4. Les jeux de simulation, les représentations signifiantes d'une réalité. Ce sont les jeux les plus compliqués. On peut citer dans cette catégorie Spent (le Secours Catholique aux Etats-Unis). Dans celui-ci, le joueur se met dans la peau d'un travailleur pauvre et a pour objectif de terminer le mois sans dépasser le montant de ses revenus.

On peut également citer This war of mine, qui propose au joueur d'endosser le rôle difficile de 3 civils essayant de survivre dans un pays ravagé par la guerre ; ou encore Climate change, où le joueur est le Président des Nations unies et doit prendre des mesures contre le réchauffement climatique tout en essayant de rester assez populaire auprès de ses électeurs pour conserver son poste.

Notons par ailleurs que le hacking et le « bidouillage » d'autres joueurs ont permis à certains de ces jeux d'évoluer dans le temps.

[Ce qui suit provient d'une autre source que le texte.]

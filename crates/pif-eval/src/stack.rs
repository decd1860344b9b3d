//! Stack growth for the recursive evaluator.
//!
//! Every PIF call nests several Rust frames (block, line, sentence, invoke),
//! so the native stack would run out long before `max_call_depth` does.
//! The recursive entry points run through [`ensure_sufficient_stack`].

/// Grow when less than this much stack remains.
const RED_ZONE: usize = 128 * 1024;

/// Size of each newly allocated stack segment.
const STACK_PER_RECURSION: usize = 1024 * 1024;

#[inline]
#[cfg(not(target_arch = "wasm32"))]
pub(crate) fn ensure_sufficient_stack<R>(f: impl FnOnce() -> R) -> R {
    stacker::maybe_grow(RED_ZONE, STACK_PER_RECURSION, f)
}

#[inline]
#[cfg(target_arch = "wasm32")]
pub(crate) fn ensure_sufficient_stack<R>(f: impl FnOnce() -> R) -> R {
    f()
}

5. Les jeux sociaux et pervasifs, ils mêlent le réel et le virtuel. Where's damascus propose d'essayer de situer sur une carte du monde la ville de Damas. Une fois que le joueur a essayé de trouver, la vraie position est indiquée, ainsi que tous les essais des autres joueurs avant lui. On remarque alors que personne ne sait vraiment où est cette ville ce qui interroge le joueur, notamment par rapport à l'actualité. Dans le jeu collaboratif World Without Oil, les joueurs se retrouvent dans un monde sans pétrole et doivent trouver des alternatives, dans les transports par exemple.

Ces jeux permettent d'engager le débat et remplissent une des missions du journalisme local : renforcer les liens sociaux entre les lecteurs.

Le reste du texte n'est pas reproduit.